== Source records

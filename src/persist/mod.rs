// src/persist/mod.rs

use anyhow::{Context, Result};
use rusqlite::{params_from_iter, types::ValueRef, Connection, ToSql};
use std::fs;
use std::path::{Path, PathBuf};
use tracing::info;

use crate::dataset::{Column, Dataset, SemanticType, Value};
use crate::error::EtlError;

impl ToSql for Value {
    fn to_sql(&self) -> rusqlite::Result<rusqlite::types::ToSqlOutput<'_>> {
        use rusqlite::types::ToSqlOutput;
        Ok(match self {
            Value::Missing => ToSqlOutput::Owned(rusqlite::types::Value::Null),
            Value::Integer(i) => ToSqlOutput::Owned(rusqlite::types::Value::Integer(*i)),
            Value::Float(f) => ToSqlOutput::Owned(rusqlite::types::Value::Real(*f)),
            Value::Text(s) => ToSqlOutput::Borrowed(ValueRef::Text(s.as_bytes())),
        })
    }
}

/// Quote an SQL identifier (`"` doubled inside).
fn quote_ident(name: &str) -> String {
    format!("\"{}\"", name.replace('"', "\"\""))
}

/// A file-backed SQLite database. A connection is opened per call and
/// closed when the call returns, on success or failure.
#[derive(Debug, Clone)]
pub struct SqliteStore {
    path: PathBuf,
}

impl SqliteStore {
    pub fn new(path: impl Into<PathBuf>) -> Self {
        Self { path: path.into() }
    }

    pub fn path(&self) -> &Path {
        &self.path
    }

    fn open(&self) -> Result<Connection> {
        if let Some(parent) = self.path.parent().filter(|p| !p.as_os_str().is_empty()) {
            fs::create_dir_all(parent)
                .with_context(|| format!("creating directory {}", parent.display()))?;
        }
        Connection::open(&self.path)
            .with_context(|| format!("opening SQLite database {}", self.path.display()))
    }

    /// Replace `table` with the contents of `ds` (drop + create + insert, one
    /// transaction). Returns the number of rows written.
    #[tracing::instrument(level = "info", skip(self, ds), fields(db = %self.path.display()))]
    pub fn persist(&self, table: &str, ds: &Dataset) -> Result<usize, EtlError> {
        self.persist_inner(table, ds)
            .map_err(|e| EtlError::persist(table, e))
    }

    fn persist_inner(&self, table: &str, ds: &Dataset) -> Result<usize> {
        if ds.num_columns() == 0 {
            anyhow::bail!("dataset has no columns");
        }
        let mut conn = self.open()?;
        let tx = conn.transaction()?;

        // 1) drop + recreate
        let table_q = quote_ident(table);
        let cols = ds
            .columns()
            .iter()
            .map(|c| format!("{} {}", quote_ident(&c.name), c.ty.sql_type()))
            .collect::<Vec<_>>()
            .join(", ");
        tx.execute_batch(&format!(
            "DROP TABLE IF EXISTS {table_q}; CREATE TABLE {table_q} ({cols});"
        ))
        .context("recreating table")?;

        // 2) rows
        let placeholders = vec!["?"; ds.num_columns()].join(", ");
        {
            let mut stmt = tx
                .prepare(&format!("INSERT INTO {table_q} VALUES ({placeholders})"))
                .context("preparing insert")?;
            for row in 0..ds.num_rows() {
                stmt.execute(params_from_iter(ds.row(row)))
                    .with_context(|| format!("inserting row {}", row))?;
            }
        }

        tx.commit().context("committing")?;
        info!(rows = ds.num_rows(), "table replaced");
        Ok(ds.num_rows())
    }

    /// Read `table` back, typing columns by their declared SQL type.
    pub fn read_table(&self, table: &str) -> Result<Dataset, EtlError> {
        self.read_inner(table)
            .map_err(|e| EtlError::persist(table, e))
    }

    fn read_inner(&self, table: &str) -> Result<Dataset> {
        let conn = self.open()?;

        // 1) schema from PRAGMA table_info: (cid, name, type, notnull, dflt, pk)
        let mut info = conn.prepare(&format!("PRAGMA table_info({})", quote_ident(table)))?;
        let schema = info
            .query_map([], |r| {
                let name: String = r.get(1)?;
                let decl: String = r.get(2)?;
                Ok((name, SemanticType::from_sql_type(&decl)))
            })?
            .collect::<rusqlite::Result<Vec<_>>>()?;
        if schema.is_empty() {
            anyhow::bail!("no such table");
        }

        // 2) rows
        let mut columns: Vec<Column> = schema
            .iter()
            .map(|(name, ty)| Column::new(name.clone(), *ty, Vec::new()))
            .collect();
        let mut stmt = conn.prepare(&format!("SELECT * FROM {}", quote_ident(table)))?;
        let mut rows = stmt.query([])?;
        while let Some(row) = rows.next()? {
            for (i, col) in columns.iter_mut().enumerate() {
                col.values.push(from_sql(row.get_ref(i)?, col.ty));
            }
        }
        Ok(Dataset::new(columns)?)
    }

    /// Names of the tables in the database.
    pub fn tables(&self) -> Result<Vec<String>, EtlError> {
        let inner = || -> Result<Vec<String>> {
            let conn = self.open()?;
            let mut stmt =
                conn.prepare("SELECT name FROM sqlite_master WHERE type = 'table' ORDER BY name")?;
            let names = stmt
                .query_map([], |r| r.get::<_, String>(0))?
                .collect::<rusqlite::Result<Vec<_>>>()?;
            Ok(names)
        };
        inner().map_err(|e| EtlError::persist(self.path.display().to_string(), e))
    }
}

fn from_sql(v: ValueRef<'_>, ty: SemanticType) -> Value {
    let raw = match v {
        ValueRef::Null => return Value::Missing,
        ValueRef::Integer(i) => Value::Integer(i),
        ValueRef::Real(f) => Value::Float(f),
        ValueRef::Text(t) => Value::Text(String::from_utf8_lossy(t).into_owned()),
        ValueRef::Blob(b) => Value::Text(String::from_utf8_lossy(b).into_owned()),
    };
    // SQLite may store a REAL column's integral value as INTEGER
    match (raw, ty) {
        (Value::Integer(i), SemanticType::Float) => Value::Float(i as f64),
        (other, _) => other,
    }
}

====

Task details ::
Copy out the records above exactly.

Exercise result ::
filename src/persist/mod.rs
// src/persist/mod.rs

use anyhow::{Context, Result};
use rusqlite::{params_from_iter, types::ValueRef, Connection, ToSql};
use std::fs;
use std::path::{Path, PathBuf};
use tracing::info;

use crate::dataset::{Column, Dataset, SemanticType, Value};
use crate::error::EtlError;

impl ToSql for Value {
    fn to_sql(&self) -> rusqlite::Result<rusqlite::types::ToSqlOutput<'_>> {
        use rusqlite::types::ToSqlOutput;
        Ok(match self {
            Value::Missing => ToSqlOutput::Owned(rusqlite::types::Value::Null),
            Value::Integer(i) => ToSqlOutput::Owned(rusqlite::types::Value::Integer(*i)),
            Value::Float(f) => ToSqlOutput::Owned(rusqlite::types::Value::Real(*f)),
            Value::Text(s) => ToSqlOutput::Borrowed(ValueRef::Text(s.as_bytes())),
        })
    }
}

/// Quote an SQL identifier (`"` doubled inside).
fn quote_ident(name: &str) -> String {
    format!("\"{}\"", name.replace('"', "\"\""))
}

/// A file-backed SQLite database. A connection is opened per call and
/// closed when the call returns, on success or failure.
#[derive(Debug, Clone)]
pub struct SqliteStore {
    path: PathBuf,
}

impl SqliteStore {
    pub fn new(path: impl Into<PathBuf>) -> Self {
        Self { path: path.into() }
    }

    pub fn path(&self) -> &Path {
        &self.path
    }

    fn open(&self) -> Result<Connection> {
        if let Some(parent) = self.path.parent().filter(|p| !p.as_os_str().is_empty()) {
            fs::create_dir_all(parent)
                .with_context(|| format!("creating directory {}", parent.display()))?;
        }
        Connection::open(&self.path)
            .with_context(|| format!("opening SQLite database {}", self.path.display()))
    }

    /// Replace `table` with the contents of `ds` (drop + create + insert, one
    /// transaction). Returns the number of rows written.
    #[tracing::instrument(level = "info", skip(self, ds), fields(db = %self.path.display()))]
    pub fn persist(&self, table: &str, ds: &Dataset) -> Result<usize, EtlError> {
        self.persist_inner(table, ds)
            .map_err(|e| EtlError::persist(table, e))
    }

    fn persist_inner(&self, table: &str, ds: &Dataset) -> Result<usize> {
        if ds.num_columns() == 0 {
            anyhow::bail!("dataset has no columns");
        }
        let mut conn = self.open()?;
        let tx = conn.transaction()?;

        // 1) drop + recreate
        let table_q = quote_ident(table);
        let cols = ds
            .columns()
            .iter()
            .map(|c| format!("{} {}", quote_ident(&c.name), c.ty.sql_type()))
            .collect::<Vec<_>>()
            .join(", ");
        tx.execute_batch(&format!(
            "DROP TABLE IF EXISTS {table_q}; CREATE TABLE {table_q} ({cols});"
        ))
        .context("recreating table")?;

        // 2) rows
        let placeholders = vec!["?"; ds.num_columns()].join(", ");
        {
            let mut stmt = tx
                .prepare(&format!("INSERT INTO {table_q} VALUES ({placeholders})"))
                .context("preparing insert")?;
            for row in 0..ds.num_rows() {
                stmt.execute(params_from_iter(ds.row(row)))
                    .with_context(|| format!("inserting row {}", row))?;
            }
        }

        tx.commit().context("committing")?;
        info!(rows = ds.num_rows(), "table replaced");
        Ok(ds.num_rows())
    }

    /// Read `table` back, typing columns by their declared SQL type.
    pub fn read_table(&self, table: &str) -> Result<Dataset, EtlError> {
        self.read_inner(table)
            .map_err(|e| EtlError::persist(table, e))
    }

    fn read_inner(&self, table: &str) -> Result<Dataset> {
        let conn = self.open()?;

        // 1) schema from PRAGMA table_info: (cid, name, type, notnull, dflt, pk)
        let mut info = conn.prepare(&format!("PRAGMA table_info({})", quote_ident(table)))?;
        let schema = info
            .query_map([], |r| {
                let name: String = r.get(1)?;
                let decl: String = r.get(2)?;
                Ok((name, SemanticType::from_sql_type(&decl)))
            })?
            .collect::<rusqlite::Result<Vec<_>>>()?;
        if schema.is_empty() {
            anyhow::bail!("no such table");
        }

        // 2) rows
        let mut columns: Vec<Column> = schema
            .iter()
            .map(|(name, ty)| Column::new(name.clone(), *ty, Vec::new()))
            .collect();
        let mut stmt = conn.prepare(&format!("SELECT * FROM {}", quote_ident(table)))?;
        let mut rows = stmt.query([])?;
        while let Some(row) = rows.next()? {
            for (i, col) in columns.iter_mut().enumerate() {
                col.values.push(from_sql(row.get_ref(i)?, col.ty));
            }
        }
        Ok(Dataset::new(columns)?)
    }

    /// Names of the tables in the database.
    pub fn tables(&self) -> Result<Vec<String>, EtlError> {
        let inner = || -> Result<Vec<String>> {
            let conn = self.open()?;
            let mut stmt =
                conn.prepare("SELECT name FROM sqlite_master WHERE type = 'table' ORDER BY name")?;
            let names = stmt
                .query_map([], |r| r.get::<_, String>(0))?
                .collect::<rusqlite::Result<Vec<_>>>()?;
            Ok(names)
        };
        inner().map_err(|e| EtlError::persist(self.path.display().to_string(), e))
    }
}

fn from_sql(v: ValueRef<'_>, ty: SemanticType) -> Value {
    let raw = match v {
        ValueRef::Null => return Value::Missing,
        ValueRef::Integer(i) => Value::Integer(i),
        ValueRef::Real(f) => Value::Float(f),
        ValueRef::Text(t) => Value::Text(String::from_utf8_lossy(t).into_owned()),
        ValueRef::Blob(b) => Value::Text(String::from_utf8_lossy(b).into_owned()),
    };
    // SQLite may store a REAL column's integral value as INTEGER
    match (raw, ty) {
        (Value::Integer(i), SemanticType::Float) => Value::Float(i as f64),
        (other, _) => other,
    }
}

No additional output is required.